From the entries that follow, reproduce exactly and only the lines from the line with "for a swatch." to the line with "height: layout.height /", endpoints included.

(DATA FOR THIS TASK begins)

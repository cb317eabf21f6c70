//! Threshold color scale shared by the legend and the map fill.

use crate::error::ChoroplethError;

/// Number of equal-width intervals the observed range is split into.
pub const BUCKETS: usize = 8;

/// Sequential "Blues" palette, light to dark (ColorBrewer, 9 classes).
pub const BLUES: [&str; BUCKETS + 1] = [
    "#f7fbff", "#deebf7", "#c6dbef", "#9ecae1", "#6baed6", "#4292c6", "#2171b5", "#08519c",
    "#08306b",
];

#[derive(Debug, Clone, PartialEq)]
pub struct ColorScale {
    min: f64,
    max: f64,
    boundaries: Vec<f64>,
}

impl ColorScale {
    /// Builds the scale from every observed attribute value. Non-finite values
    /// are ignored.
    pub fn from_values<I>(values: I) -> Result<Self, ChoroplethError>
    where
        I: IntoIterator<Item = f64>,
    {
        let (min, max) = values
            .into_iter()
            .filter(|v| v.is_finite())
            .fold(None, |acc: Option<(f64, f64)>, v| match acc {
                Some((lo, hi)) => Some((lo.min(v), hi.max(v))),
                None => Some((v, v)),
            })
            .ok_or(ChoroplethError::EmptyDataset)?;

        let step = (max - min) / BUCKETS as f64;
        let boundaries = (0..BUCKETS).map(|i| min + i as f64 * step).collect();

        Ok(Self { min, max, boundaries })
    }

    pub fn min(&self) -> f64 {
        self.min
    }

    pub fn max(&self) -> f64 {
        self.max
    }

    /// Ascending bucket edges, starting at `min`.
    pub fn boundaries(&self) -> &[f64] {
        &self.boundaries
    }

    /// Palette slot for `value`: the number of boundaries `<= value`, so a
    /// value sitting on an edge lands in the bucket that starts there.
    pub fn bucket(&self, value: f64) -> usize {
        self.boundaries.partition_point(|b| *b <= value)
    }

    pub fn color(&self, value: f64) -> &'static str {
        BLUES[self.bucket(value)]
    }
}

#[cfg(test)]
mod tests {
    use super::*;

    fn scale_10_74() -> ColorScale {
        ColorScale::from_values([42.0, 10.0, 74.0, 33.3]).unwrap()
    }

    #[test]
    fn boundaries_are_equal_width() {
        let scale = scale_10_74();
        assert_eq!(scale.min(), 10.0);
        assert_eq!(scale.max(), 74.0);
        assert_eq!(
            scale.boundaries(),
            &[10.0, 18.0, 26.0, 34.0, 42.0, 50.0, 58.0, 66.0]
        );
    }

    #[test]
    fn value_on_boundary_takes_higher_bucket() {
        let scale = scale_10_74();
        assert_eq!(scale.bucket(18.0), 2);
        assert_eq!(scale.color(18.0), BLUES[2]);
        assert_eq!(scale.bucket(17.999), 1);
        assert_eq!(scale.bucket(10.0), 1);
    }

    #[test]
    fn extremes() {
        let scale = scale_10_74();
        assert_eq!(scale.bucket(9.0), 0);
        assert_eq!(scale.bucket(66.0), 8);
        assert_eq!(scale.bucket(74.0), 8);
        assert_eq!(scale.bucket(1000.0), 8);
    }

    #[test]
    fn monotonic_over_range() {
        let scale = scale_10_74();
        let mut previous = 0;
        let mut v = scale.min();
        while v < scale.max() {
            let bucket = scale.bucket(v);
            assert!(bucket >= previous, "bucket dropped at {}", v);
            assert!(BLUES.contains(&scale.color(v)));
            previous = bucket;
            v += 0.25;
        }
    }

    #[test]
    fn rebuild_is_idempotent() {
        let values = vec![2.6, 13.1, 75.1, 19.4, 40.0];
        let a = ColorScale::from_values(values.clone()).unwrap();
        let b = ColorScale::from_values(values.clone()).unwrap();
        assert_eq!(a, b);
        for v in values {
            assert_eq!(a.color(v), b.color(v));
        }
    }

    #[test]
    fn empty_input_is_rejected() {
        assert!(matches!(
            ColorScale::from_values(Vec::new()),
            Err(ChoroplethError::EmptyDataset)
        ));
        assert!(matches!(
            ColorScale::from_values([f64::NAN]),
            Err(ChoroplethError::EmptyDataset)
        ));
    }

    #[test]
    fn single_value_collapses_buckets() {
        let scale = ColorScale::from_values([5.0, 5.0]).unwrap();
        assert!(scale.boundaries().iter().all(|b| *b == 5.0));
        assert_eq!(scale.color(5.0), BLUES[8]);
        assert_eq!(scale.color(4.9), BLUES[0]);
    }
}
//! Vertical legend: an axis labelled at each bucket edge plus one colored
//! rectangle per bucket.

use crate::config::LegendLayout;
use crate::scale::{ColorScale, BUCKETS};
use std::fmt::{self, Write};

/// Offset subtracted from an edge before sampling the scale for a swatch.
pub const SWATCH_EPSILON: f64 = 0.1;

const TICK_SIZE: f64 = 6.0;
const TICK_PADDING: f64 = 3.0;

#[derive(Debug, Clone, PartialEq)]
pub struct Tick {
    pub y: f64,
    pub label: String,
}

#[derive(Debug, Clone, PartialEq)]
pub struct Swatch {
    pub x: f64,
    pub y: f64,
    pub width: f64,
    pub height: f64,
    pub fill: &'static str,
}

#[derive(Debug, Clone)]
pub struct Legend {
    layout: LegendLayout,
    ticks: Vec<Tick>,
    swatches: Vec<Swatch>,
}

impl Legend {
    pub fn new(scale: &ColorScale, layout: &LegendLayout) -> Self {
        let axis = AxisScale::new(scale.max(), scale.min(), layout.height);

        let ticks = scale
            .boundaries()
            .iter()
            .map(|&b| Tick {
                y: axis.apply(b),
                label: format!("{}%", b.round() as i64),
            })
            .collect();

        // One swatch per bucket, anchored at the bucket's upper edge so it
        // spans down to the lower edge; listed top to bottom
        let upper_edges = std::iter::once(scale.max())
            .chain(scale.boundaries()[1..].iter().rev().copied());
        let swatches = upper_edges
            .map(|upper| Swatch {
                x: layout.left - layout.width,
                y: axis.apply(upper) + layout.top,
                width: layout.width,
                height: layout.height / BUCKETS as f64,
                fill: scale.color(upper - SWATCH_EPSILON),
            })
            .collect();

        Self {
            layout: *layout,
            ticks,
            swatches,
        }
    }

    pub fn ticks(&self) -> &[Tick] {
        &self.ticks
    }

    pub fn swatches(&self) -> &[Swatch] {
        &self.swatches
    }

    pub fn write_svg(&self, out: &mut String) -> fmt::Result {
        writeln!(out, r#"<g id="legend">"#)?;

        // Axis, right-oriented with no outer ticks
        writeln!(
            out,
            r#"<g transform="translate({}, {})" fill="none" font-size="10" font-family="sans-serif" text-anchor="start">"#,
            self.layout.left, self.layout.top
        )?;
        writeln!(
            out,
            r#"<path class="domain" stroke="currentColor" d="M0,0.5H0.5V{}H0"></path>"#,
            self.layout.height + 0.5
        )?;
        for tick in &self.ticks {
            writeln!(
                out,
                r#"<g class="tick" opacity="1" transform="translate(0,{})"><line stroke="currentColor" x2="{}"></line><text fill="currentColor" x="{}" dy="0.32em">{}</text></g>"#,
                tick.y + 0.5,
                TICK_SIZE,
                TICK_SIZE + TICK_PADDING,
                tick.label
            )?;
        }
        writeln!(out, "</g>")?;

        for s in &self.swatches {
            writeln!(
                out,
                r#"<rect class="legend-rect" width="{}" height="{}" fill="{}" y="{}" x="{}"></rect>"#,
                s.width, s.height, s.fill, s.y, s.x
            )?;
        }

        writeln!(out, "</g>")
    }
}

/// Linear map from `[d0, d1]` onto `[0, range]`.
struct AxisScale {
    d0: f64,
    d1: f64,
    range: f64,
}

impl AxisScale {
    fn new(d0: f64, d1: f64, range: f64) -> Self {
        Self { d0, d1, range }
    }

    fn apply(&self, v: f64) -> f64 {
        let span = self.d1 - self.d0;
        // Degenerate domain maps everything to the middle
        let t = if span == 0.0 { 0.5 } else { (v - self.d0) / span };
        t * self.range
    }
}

(DATA FOR THIS TASK ends)

→ **ANSWER TO THIS TASK**:
/// Offset subtracted from an edge before sampling the scale for a swatch.
pub const SWATCH_EPSILON: f64 = 0.1;

const TICK_SIZE: f64 = 6.0;
const TICK_PADDING: f64 = 3.0;

#[derive(Debug, Clone, PartialEq)]
pub struct Tick {
    pub y: f64,
    pub label: String,
}

#[derive(Debug, Clone, PartialEq)]
pub struct Swatch {
    pub x: f64,
    pub y: f64,
    pub width: f64,
    pub height: f64,
    pub fill: &'static str,
}

#[derive(Debug, Clone)]
pub struct Legend {
    layout: LegendLayout,
    ticks: Vec<Tick>,
    swatches: Vec<Swatch>,
}

impl Legend {
    pub fn new(scale: &ColorScale, layout: &LegendLayout) -> Self {
        let axis = AxisScale::new(scale.max(), scale.min(), layout.height);

        let ticks = scale
            .boundaries()
            .iter()
            .map(|&b| Tick {
                y: axis.apply(b),
                label: format!("{}%", b.round() as i64),
            })
            .collect();

        // One swatch per bucket, anchored at the bucket's upper edge so it
        // spans down to the lower edge; listed top to bottom
        let upper_edges = std::iter::once(scale.max())
            .chain(scale.boundaries()[1..].iter().rev().copied());
        let swatches = upper_edges
            .map(|upper| Swatch {
                x: layout.left - layout.width,
                y: axis.apply(upper) + layout.top,
                width: layout.width,
                height: layout.height / BUCKETS as f64,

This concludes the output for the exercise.